As the community expanded, so did its spiritual organizations. In 1967, Max was one of the founders of Boca Raton Hebrew Congregation, now Temple Beth El, and served as its first president. Temple Beth El is now one of the largest Reform synagogues in the area.
With restrictive real estate covenants gone in the ’60s, obstacles for Jewish residents were removed. The opening of FAU in 1964 and the arrival of IBM in 1967 attracted Jewish professionals to the area. The fiscal crisis and unrest in New York City during the ’70s motivated Jewish retirees to pull up stakes as new communities were developed in West Boca. The opening of Interstate 95 made travel easy.
To fulfill the needs of a growing Jewish population, a small satellite office of the Jewish Federation of Palm Beach opened downtown in 1976. By 1979, the JFSPBC was incorporated as a separate entity to provide for its constituency. The Federation is a network of Jewish and social service organizations, synagogues and schools that provide services and programs.
In 1981, Roy Flack, Stanley Katz and Richard Siemens donated 20 acres of land in West Boca to the Federation. Today, the Richard & Carole Siemens Campus sits on 100 acres and houses the Federation, Donna Klein Jewish Academy for K-12, Ruth & Norman Rales Jewish Family Services (Rales JFS), Jewish Association for Residential Care (JARC), Adolph & Rose Levis Jewish Community Center, Katz Hillel Day School of Boca Raton, Katz Yeshiva High School, Jewish Community Foundation, The Toby & Leon Cooperman Sinai Residences Boca Raton and other programs and services.

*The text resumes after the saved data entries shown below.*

//! エラー型定義

use thiserror::Error;

/// 共通エラー型
#[derive(Error, Debug)]
pub enum Error {
    #[error("JSON error: {0}")]
    Json(#[from] serde_json::Error),

    #[error("Dimension mismatch at row {index}: expected {expected}, found {found}")]
    DimensionMismatch {
        index: usize,
        expected: usize,
        found: usize,
    },

    #[error("Query vector is empty")]
    EmptyQuery,

    #[error("Catalog has no entries with an embedding")]
    NoCandidates,

    #[error("Invalid embedding at row {index}: {reason}")]
    InvalidEmbedding { index: usize, reason: String },

    #[error("Catalog row {index} is not an object")]
    InvalidRecord { index: usize },

    #[error("Similarity for row {index} is not a number")]
    NonFiniteScore { index: usize },
}

/// Result型エイリアス
pub type Result<T> = std::result::Result<T, Error>;

#[cfg(test)]
mod tests {
    use super::*;

    #[test]
    fn test_error_display_dimension_mismatch() {
        let error = Error::DimensionMismatch {
            index: 3,
            expected: 2048,
            found: 1000,
        };
        assert_eq!(
            format!("{}", error),
            "Dimension mismatch at row 3: expected 2048, found 1000"
        );
    }

    #[test]
    fn test_error_display_no_candidates() {
        let display = format!("{}", Error::NoCandidates);
        assert!(display.contains("no entries"));
    }

    #[test]
    fn test_error_from_json() {
        let json_error = serde_json::from_str::<serde_json::Value>("{").unwrap_err();
        let error: Error = json_error.into();
        assert!(matches!(error, Error::Json(_)));
    }
}
//! カタログ関連の共通型定義

use serde::{Deserialize, Serialize};
use serde_json::{Map, Value};

/// 埋め込みベクトル（モデル最終層の出力）
pub type EmbeddingVector = Vec<f32>;

/// カタログの1行（メタデータ + 事前計算済みベクトル）
///
/// `embedding` が `None` の行は照合対象から除外される。
/// ゼロベクトルとして扱ってはならない。
#[derive(Debug, Clone, Default, PartialEq, Serialize, Deserialize)]
pub struct CatalogEntry {
    /// 任意のメタデータ（商品名、画像URLなど）
    pub metadata: Map<String, Value>,
    /// 事前計算済みベクトル（欠損可）
    pub embedding: Option<EmbeddingVector>,
}

impl CatalogEntry {
    pub fn new(metadata: Map<String, Value>, embedding: Option<EmbeddingVector>) -> Self {
        Self { metadata, embedding }
    }

    /// メタデータのフィールドを取得
    pub fn field(&self, key: &str) -> Option<&Value> {
        self.metadata.get(key)
    }

    pub fn has_embedding(&self) -> bool {
        self.embedding.is_some()
    }
}

/// 参照画像カタログ
///
/// 読み込み後は不変。差し替える場合は新しいカタログを丸ごと作り直す。
#[derive(Debug, Clone, Default, PartialEq)]
pub struct Catalog {
    entries: Vec<CatalogEntry>,
}

impl Catalog {
    pub fn new(entries: Vec<CatalogEntry>) -> Self {
        Self { entries }
    }

    pub fn entries(&self) -> &[CatalogEntry] {
        &self.entries
    }

    pub fn get(&self, index: usize) -> Option<&CatalogEntry> {
        self.entries.get(index)
    }

    pub fn len(&self) -> usize {
        self.entries.len()
    }

    pub fn is_empty(&self) -> bool {
        self.entries.is_empty()
    }

    /// ベクトルを持つ行の数
    pub fn present_count(&self) -> usize {
        self.entries.iter().filter(|e| e.has_embedding()).count()
    }

    /// 最初にベクトルを持つ行の次元数
    pub fn dimension(&self) -> Option<usize> {
        self.entries
            .iter()
            .find_map(|e| e.embedding.as_ref().map(Vec::len))
    }
}

impl FromIterator<CatalogEntry> for Catalog {
    fn from_iter<I: IntoIterator<Item = CatalogEntry>>(iter: I) -> Self {
        Self::new(iter.into_iter().collect())
    }
}

/// 照合結果（最も類似したカタログ行とそのスコア）
#[derive(Debug, Clone, Copy, PartialEq)]
pub struct Match<'a> {
    /// カタログ内の位置
    pub index: usize,
    pub entry: &'a CatalogEntry,
    /// コサイン類似度 [-1, 1]
    pub score: f32,
}
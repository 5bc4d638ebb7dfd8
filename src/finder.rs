//! エンコーダとカタログを束ねた照合処理

use crate::cache::{content_hash, EmbeddingCache};
use crate::catalog::SharedCatalog;
use crate::encoder::{Encoder, ImageSource};
use crate::error::{Result, StyleFinderError};
use crate::scanner;
use indicatif::{ProgressBar, ProgressStyle};
use serde::Serialize;
use serde_json::{Map, Value};
use std::path::{Path, PathBuf};
use style_finder_common::{rank, try_find_closest, Catalog, Match};

/// 1枚の照合結果
#[derive(Debug, Clone, PartialEq, Serialize)]
pub struct MatchReport {
    pub source: String,
    pub index: usize,
    pub score: f32,
    pub metadata: Map<String, Value>,
    /// 入力画像（JPEG）のBase64
    #[serde(skip_serializing_if = "String::is_empty")]
    pub base64: String,
}

/// 上位候補の1件
#[derive(Debug, Clone, PartialEq, Serialize)]
pub struct RankedMatch {
    pub index: usize,
    pub score: f32,
    pub metadata: Map<String, Value>,
}

impl From<Match<'_>> for RankedMatch {
    fn from(m: Match<'_>) -> Self {
        Self {
            index: m.index,
            score: m.score,
            metadata: m.entry.metadata.clone(),
        }
    }
}

#[derive(Debug, Clone, Serialize)]
#[serde(tag = "status", rename_all = "camelCase")]
pub enum BatchOutcome {
    Matched {
        index: usize,
        score: f32,
        metadata: Map<String, Value>,
    },
    Failed {
        error: String,
    },
}

#[derive(Debug, Clone, Serialize)]
#[serde(rename_all = "camelCase")]
pub struct BatchItem {
    pub file_name: String,
    pub path: PathBuf,
    pub outcome: BatchOutcome,
}

impl BatchItem {
    pub fn is_matched(&self) -> bool {
        matches!(self.outcome, BatchOutcome::Matched { .. })
    }
}

#[derive(Debug, Clone, Copy, Default)]
pub struct BatchOptions {
    pub recursive: bool,
    pub use_cache: bool,
    pub progress: bool,
}

pub struct StyleFinder {
    encoder: Encoder,
    catalog: SharedCatalog,
}

impl StyleFinder {
    pub fn new(encoder: Encoder, catalog: Catalog) -> Self {
        Self {
            encoder,
            catalog: SharedCatalog::new(catalog),
        }
    }

    pub fn encoder(&self) -> &Encoder {
        &self.encoder
    }

    pub fn catalog(&self) -> &SharedCatalog {
        &self.catalog
    }

    /// カタログファイルを読み直して差し替える
    ///
    /// 読み込みに失敗した場合は現在のカタログのまま照合を続けられる。
    pub fn reload_catalog(&self, path: &Path) -> Result<()> {
        self.catalog.reload(path)?;
        tracing::info!(path = %path.display(), "catalog replaced");
        Ok(())
    }

    pub fn try_match_source(&self, source: &ImageSource) -> Result<MatchReport> {
        let encoding = self.encoder.try_encode(source)?;
        let catalog = self.catalog.snapshot();
        let found = try_find_closest(&encoding.vector, &catalog)?;

        Ok(MatchReport {
            source: source.to_string(),
            index: found.index,
            score: found.score,
            metadata: found.entry.metadata.clone(),
            base64: encoding.base64,
        })
    }

    /// 画像を照合（失敗時は `None`）
    pub fn match_source(&self, source: &ImageSource) -> Option<MatchReport> {
        match self.try_match_source(source) {
            Ok(report) => Some(report),
            Err(e) => {
                tracing::error!(source = %source, error = %e, "style match failed");
                None
            }
        }
    }

    /// 類似度上位k件
    pub fn try_rank_source(&self, source: &ImageSource, k: usize) -> Result<Vec<RankedMatch>> {
        let encoding = self.encoder.try_encode(source)?;
        let catalog = self.catalog.snapshot();
        let ranked = rank(&encoding.vector, &catalog, k)?;
        Ok(ranked.into_iter().map(RankedMatch::from).collect())
    }

    /// フォルダ内の全画像を照合
    ///
    /// 1枚ごとの失敗は `BatchOutcome::Failed` として記録し、処理は続ける。
    pub fn match_folder(&self, folder: &Path, options: BatchOptions) -> Result<Vec<BatchItem>> {
        let images = scanner::scan_folder(folder, options.recursive)?;
        let catalog = self.catalog.snapshot();
        let fingerprint = self.encoder.fingerprint();

        let mut cache = if options.use_cache {
            EmbeddingCache::load(folder, &fingerprint)
        } else {
            EmbeddingCache::new(fingerprint)
        };

        let progress = if options.progress {
            let bar = ProgressBar::new(images.len() as u64);
            if let Ok(style) = ProgressStyle::with_template("{bar:40} {pos}/{len} {msg}") {
                bar.set_style(style);
            }
            bar
        } else {
            ProgressBar::hidden()
        };

        let mut items = Vec::with_capacity(images.len());
        let mut hits = 0usize;

        for image in images {
            progress.set_message(image.file_name.clone());

            let vector = std::fs::read(&image.path)
                .map_err(|source| StyleFinderError::FileOpen {
                    path: image.path.display().to_string(),
                    source,
                })
                .and_then(|bytes| {
                    let hash = content_hash(&bytes);
                    if let Some(vector) = cache.get(&hash) {
                        hits += 1;
                        return Ok(vector.to_vec());
                    }
                    let vector = self.encoder.embed_bytes(&bytes)?;
                    cache.insert(hash, image.file_name.clone(), vector.clone());
                    Ok(vector)
                });

            let outcome = match vector.and_then(|v| Ok(RankedMatch::from(try_find_closest(&v, &catalog)?))) {
                Ok(RankedMatch { index, score, metadata }) => BatchOutcome::Matched {
                    index,
                    score,
                    metadata,
                },
                Err(e) => {
                    tracing::error!(path = %image.path.display(), error = %e, "batch item failed");
                    BatchOutcome::Failed { error: e.to_string() }
                }
            };

            items.push(BatchItem {
                file_name: image.file_name,
                path: image.path,
                outcome,
            });
            progress.inc(1);
        }

        progress.finish_and_clear();
        tracing::debug!(total = items.len(), cache_hits = hits, "batch finished");

        if options.use_cache {
            cache.save(folder)?;
        }

        Ok(items)
    }
}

Jews of all backgrounds live in a strong community in Boca Raton through the leadership of rabbis of all denominations coming together to address common goals. The Federation received the prestigious Jerusalem Unity Prize from Israel honoring its success in uniting the streams of Judaism.
Jewish philanthropists have made transformational contributions to the development of community life in Boca Raton, supporting education, health care and the arts and sciences. The Boca Raton Regional Hospital (BRRH) Foundation, FAU, Lynn University, the Boca Raton Museum of Art and Festival of the Arts Boca are just some of the beneficiaries. The generosity of the Jewish community can be traced back to Max, who paid for Christmas lights for the city.


Clockwise from left: The newly completed Boca Raton Town Hall viewed from Federal Highway, circa 1927, with volunteer fire department posing on top of Old Betsy, Boca Raton's first fire engine; Boca Raton City Council members Marc Wigder, Yvette Drucker, Scott Singer, Fran Nachlas and Andy Thomson in front of the Sanborn Square Boca Raton sign; Vintage map of Florida showing 'Boca Ratones' was on what today is Miami Beach
Moving Forward
“Today, at the dawn of the new century, we commit to reaching even higher,” said Mayor Scott Singer in his City Address in March at Mizner Park Amphitheater. “At our core, Boca Raton’s DNA is about innovation, it’s about making opportunity a reality. It’s about progress, about accountability and it was, and must continue to be, about getting things done.”
The City of Boca Raton has plans to expand its 30-acre government campus, which includes City Hall, the community center and the police station, to replace outdated facilities. The current City Hall has been in use since 1964. The proposed mixed-use transit-oriented master plan, through a public-private partnership with Terra and Frisbie Group, will transform the area into a civic and mixed-use center with housing, public facilities and services that meet the evolving needs of the city and community.
A master plan and partnership agreement are expected to be completed by the end of October, with the project’s estimated cost totaling $2 billion. The campus is expected to take approximately nine years to complete.
“Our city is known for forward-thinking decisions,” Singer said. “For our next 100 years, we need to lean into that legacy.”